■ To do
Print each entry verbatim.

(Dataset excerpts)
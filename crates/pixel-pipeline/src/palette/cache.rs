//! Memoization of nearest-color lookups.

use std::collections::HashMap;
use std::sync::{PoisonError, RwLock};

use crate::color::Color32;

/// Storage for nearest-color results of one [`Palette`](super::Palette).
///
/// Implementations are shared between row-parallel workers, so every method
/// takes `&self`. Values are deterministic for a given palette, which means
/// two workers inserting the same key always insert the same index.
pub trait ColorIndexCache: Send + Sync {
    fn get(&self, color: Color32) -> Option<usize>;

    /// Remember `index` for `color`. May be ignored (a full cache, for example).
    fn insert(&self, color: Color32, index: usize);

    fn len(&self) -> usize;

    fn is_empty(&self) -> bool {
        self.len() == 0
    }
}

/// Default number of colors remembered by [`RwLockColorCache`].
pub const DEFAULT_CACHE_CAPACITY: usize = 1 << 16;

/// Bounded, append-only cache behind a [`RwLock`].
///
/// Once `capacity` colors are stored, further inserts are dropped and
/// lookups for new colors are recomputed every time.
pub struct RwLockColorCache {
    map: RwLock<HashMap<Color32, usize>>,
    capacity: usize,
}

impl RwLockColorCache {
    pub fn new(capacity: usize) -> Self {
        Self {
            map: RwLock::new(HashMap::new()),
            capacity,
        }
    }

    pub fn capacity(&self) -> usize {
        self.capacity
    }
}

impl Default for RwLockColorCache {
    fn default() -> Self {
        Self::new(DEFAULT_CACHE_CAPACITY)
    }
}

impl ColorIndexCache for RwLockColorCache {
    fn get(&self, color: Color32) -> Option<usize> {
        // A poisoned lock still holds consistent entries: inserts are single map operations.
        let map = self.map.read().unwrap_or_else(PoisonError::into_inner);
        map.get(&color).copied()
    }

    fn insert(&self, color: Color32, index: usize) {
        let mut map = self.map.write().unwrap_or_else(PoisonError::into_inner);
        if map.len() < self.capacity {
            map.entry(color).or_insert(index);
        }
    }

    fn len(&self) -> usize {
        self.map.read().unwrap_or_else(PoisonError::into_inner).len()
    }
}

impl std::fmt::Debug for RwLockColorCache {
    fn fmt(&self, f: &mut std::fmt::Formatter<'_>) -> std::fmt::Result {
        f.debug_struct("RwLockColorCache")
            .field("len", &self.len())
            .field("capacity", &self.capacity)
            .finish()
    }
}

#[cfg(test)]
mod tests {
    use super::*;

    #[test]
    fn test_insert_and_get() {
        let cache = RwLockColorCache::default();
        assert!(cache.is_empty());
        cache.insert(Color32::WHITE, 3);
        assert_eq!(cache.get(Color32::WHITE), Some(3));
        assert_eq!(cache.get(Color32::BLACK), None);
    }

    #[test]
    fn test_first_insert_wins() {
        let cache = RwLockColorCache::default();
        cache.insert(Color32::WHITE, 3);
        cache.insert(Color32::WHITE, 4);
        assert_eq!(cache.get(Color32::WHITE), Some(3));
    }

    #[test]
    fn test_capacity_bound() {
        let cache = RwLockColorCache::new(2);
        for v in 0..10u8 {
            cache.insert(Color32::from_gray(v), v as usize);
        }
        assert_eq!(cache.len(), 2);
        assert_eq!(cache.get(Color32::from_gray(9)), None);
    }
}
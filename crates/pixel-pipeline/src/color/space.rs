//! Working color space selection.

use super::lut::{linear_to_srgb8, srgb8_to_linear};
use super::{to_byte, Color32};

/// Selects whether blending and quantization distance math operates on
/// gamma-encoded or linearized channel values.
#[derive(Debug, Clone, Copy, PartialEq, Eq, Hash, Default)]
pub enum WorkingColorSpace {
    /// Srgb for 8/16-bit data, linear for floating-point pixel formats.
    #[default]
    Default,
    /// Operate on gamma-encoded sRGB values.
    Srgb,
    /// Operate on linear-light values.
    Linear,
}

impl WorkingColorSpace {
    /// Returns true if math happens on linear values.
    ///
    /// `Default` is treated as sRGB; callers that know the data is floating
    /// point should resolve it first with [`resolve`](Self::resolve).
    #[inline]
    pub fn is_linear(self) -> bool {
        matches!(self, WorkingColorSpace::Linear)
    }

    /// Replace `Default` with the space that fits the pixel data.
    #[inline]
    pub fn resolve(self, prefers_linear: bool) -> Self {
        match self {
            WorkingColorSpace::Default if prefers_linear => WorkingColorSpace::Linear,
            WorkingColorSpace::Default => WorkingColorSpace::Srgb,
            other => other,
        }
    }

    /// RGB channels of `color` in this space, scaled to 0.0..=1.0.
    #[inline]
    pub fn to_working(self, color: Color32) -> [f32; 3] {
        if self.is_linear() {
            [
                srgb8_to_linear(color.r),
                srgb8_to_linear(color.g),
                srgb8_to_linear(color.b),
            ]
        } else {
            [
                color.r as f32 / 255.0,
                color.g as f32 / 255.0,
                color.b as f32 / 255.0,
            ]
        }
    }

    /// Inverse of [`to_working`](Self::to_working); values are clamped.
    #[inline]
    pub fn from_working(self, rgb: [f32; 3], a: u8) -> Color32 {
        if self.is_linear() {
            Color32::new(
                a,
                linear_to_srgb8(rgb[0]),
                linear_to_srgb8(rgb[1]),
                linear_to_srgb8(rgb[2]),
            )
        } else {
            Color32::new(
                a,
                to_byte(rgb[0] * 255.0),
                to_byte(rgb[1] * 255.0),
                to_byte(rgb[2] * 255.0),
            )
        }
    }

    /// Perceived brightness weights for this space.
    ///
    /// BT.601 luma weights for gamma-encoded values, BT.709 luminance
    /// coefficients for linear values.
    #[inline]
    pub fn brightness_weights(self) -> [f32; 3] {
        if self.is_linear() {
            [0.2126, 0.7152, 0.0722]
        } else {
            [0.299, 0.587, 0.114]
        }
    }
}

■ Exercise solution
filename crates/pixel-pipeline/src/palette/cache.rs
//! Memoization of nearest-color lookups.

use std::collections::HashMap;
use std::sync::{PoisonError, RwLock};

use crate::color::Color32;

/// Storage for nearest-color results of one [`Palette`](super::Palette).
///
/// Implementations are shared between row-parallel workers, so every method
/// takes `&self`. Values are deterministic for a given palette, which means
/// two workers inserting the same key always insert the same index.
pub trait ColorIndexCache: Send + Sync {
    fn get(&self, color: Color32) -> Option<usize>;

    /// Remember `index` for `color`. May be ignored (a full cache, for example).
    fn insert(&self, color: Color32, index: usize);

    fn len(&self) -> usize;

    fn is_empty(&self) -> bool {
        self.len() == 0
    }
}

/// Default number of colors remembered by [`RwLockColorCache`].
pub const DEFAULT_CACHE_CAPACITY: usize = 1 << 16;

/// Bounded, append-only cache behind a [`RwLock`].
///
/// Once `capacity` colors are stored, further inserts are dropped and
/// lookups for new colors are recomputed every time.
pub struct RwLockColorCache {
    map: RwLock<HashMap<Color32, usize>>,
    capacity: usize,
}

impl RwLockColorCache {
    pub fn new(capacity: usize) -> Self {
        Self {
            map: RwLock::new(HashMap::new()),
            capacity,
        }
    }

    pub fn capacity(&self) -> usize {
        self.capacity
    }
}

impl Default for RwLockColorCache {
    fn default() -> Self {
        Self::new(DEFAULT_CACHE_CAPACITY)
    }
}

impl ColorIndexCache for RwLockColorCache {
    fn get(&self, color: Color32) -> Option<usize> {
        // A poisoned lock still holds consistent entries: inserts are single map operations.
        let map = self.map.read().unwrap_or_else(PoisonError::into_inner);
        map.get(&color).copied()
    }

    fn insert(&self, color: Color32, index: usize) {
        let mut map = self.map.write().unwrap_or_else(PoisonError::into_inner);
        if map.len() < self.capacity {
            map.entry(color).or_insert(index);
        }
    }

    fn len(&self) -> usize {
        self.map.read().unwrap_or_else(PoisonError::into_inner).len()
    }
}

impl std::fmt::Debug for RwLockColorCache {
    fn fmt(&self, f: &mut std::fmt::Formatter<'_>) -> std::fmt::Result {
        f.debug_struct("RwLockColorCache")
            .field("len", &self.len())
            .field("capacity", &self.capacity)
            .finish()
    }
}

#[cfg(test)]
mod tests {
    use super::*;

    #[test]
    fn test_insert_and_get() {
        let cache = RwLockColorCache::default();
        assert!(cache.is_empty());
        cache.insert(Color32::WHITE, 3);
        assert_eq!(cache.get(Color32::WHITE), Some(3));
        assert_eq!(cache.get(Color32::BLACK), None);
    }

    #[test]
    fn test_first_insert_wins() {
        let cache = RwLockColorCache::default();
        cache.insert(Color32::WHITE, 3);
        cache.insert(Color32::WHITE, 4);
        assert_eq!(cache.get(Color32::WHITE), Some(3));
    }

    #[test]
    fn test_capacity_bound() {
        let cache = RwLockColorCache::new(2);
        for v in 0..10u8 {
            cache.insert(Color32::from_gray(v), v as usize);
        }
        assert_eq!(cache.len(), 2);
        assert_eq!(cache.get(Color32::from_gray(9)), None);
    }
}
filename crates/pixel-pipeline/src/color/space.rs
//! Working color space selection.

use super::lut::{linear_to_srgb8, srgb8_to_linear};
use super::{to_byte, Color32};

/// Selects whether blending and quantization distance math operates on
/// gamma-encoded or linearized channel values.
#[derive(Debug, Clone, Copy, PartialEq, Eq, Hash, Default)]
pub enum WorkingColorSpace {
    /// Srgb for 8/16-bit data, linear for floating-point pixel formats.
    #[default]
    Default,
    /// Operate on gamma-encoded sRGB values.
    Srgb,
    /// Operate on linear-light values.
    Linear,
}

impl WorkingColorSpace {
    /// Returns true if math happens on linear values.
    ///
    /// `Default` is treated as sRGB; callers that know the data is floating
    /// point should resolve it first with [`resolve`](Self::resolve).
    #[inline]
    pub fn is_linear(self) -> bool {
        matches!(self, WorkingColorSpace::Linear)
    }

    /// Replace `Default` with the space that fits the pixel data.
    #[inline]
    pub fn resolve(self, prefers_linear: bool) -> Self {
        match self {
            WorkingColorSpace::Default if prefers_linear => WorkingColorSpace::Linear,
            WorkingColorSpace::Default => WorkingColorSpace::Srgb,
            other => other,
        }
    }

    /// RGB channels of `color` in this space, scaled to 0.0..=1.0.
    #[inline]
    pub fn to_working(self, color: Color32) -> [f32; 3] {
        if self.is_linear() {
            [
                srgb8_to_linear(color.r),
                srgb8_to_linear(color.g),
                srgb8_to_linear(color.b),
            ]
        } else {
            [
                color.r as f32 / 255.0,
                color.g as f32 / 255.0,
                color.b as f32 / 255.0,
            ]
        }
    }

    /// Inverse of [`to_working`](Self::to_working); values are clamped.
    #[inline]
    pub fn from_working(self, rgb: [f32; 3], a: u8) -> Color32 {
        if self.is_linear() {
            Color32::new(
                a,
                linear_to_srgb8(rgb[0]),
                linear_to_srgb8(rgb[1]),
                linear_to_srgb8(rgb[2]),
            )
        } else {
            Color32::new(
                a,
                to_byte(rgb[0] * 255.0),
                to_byte(rgb[1] * 255.0),
                to_byte(rgb[2] * 255.0),
            )
        }
    }

    /// Perceived brightness weights for this space.
    ///
    /// BT.601 luma weights for gamma-encoded values, BT.709 luminance
    /// coefficients for linear values.
    #[inline]
    pub fn brightness_weights(self) -> [f32; 3] {
        if self.is_linear() {
            [0.2126, 0.7152, 0.0722]
        } else {
            [0.299, 0.587, 0.114]
        }
    }
}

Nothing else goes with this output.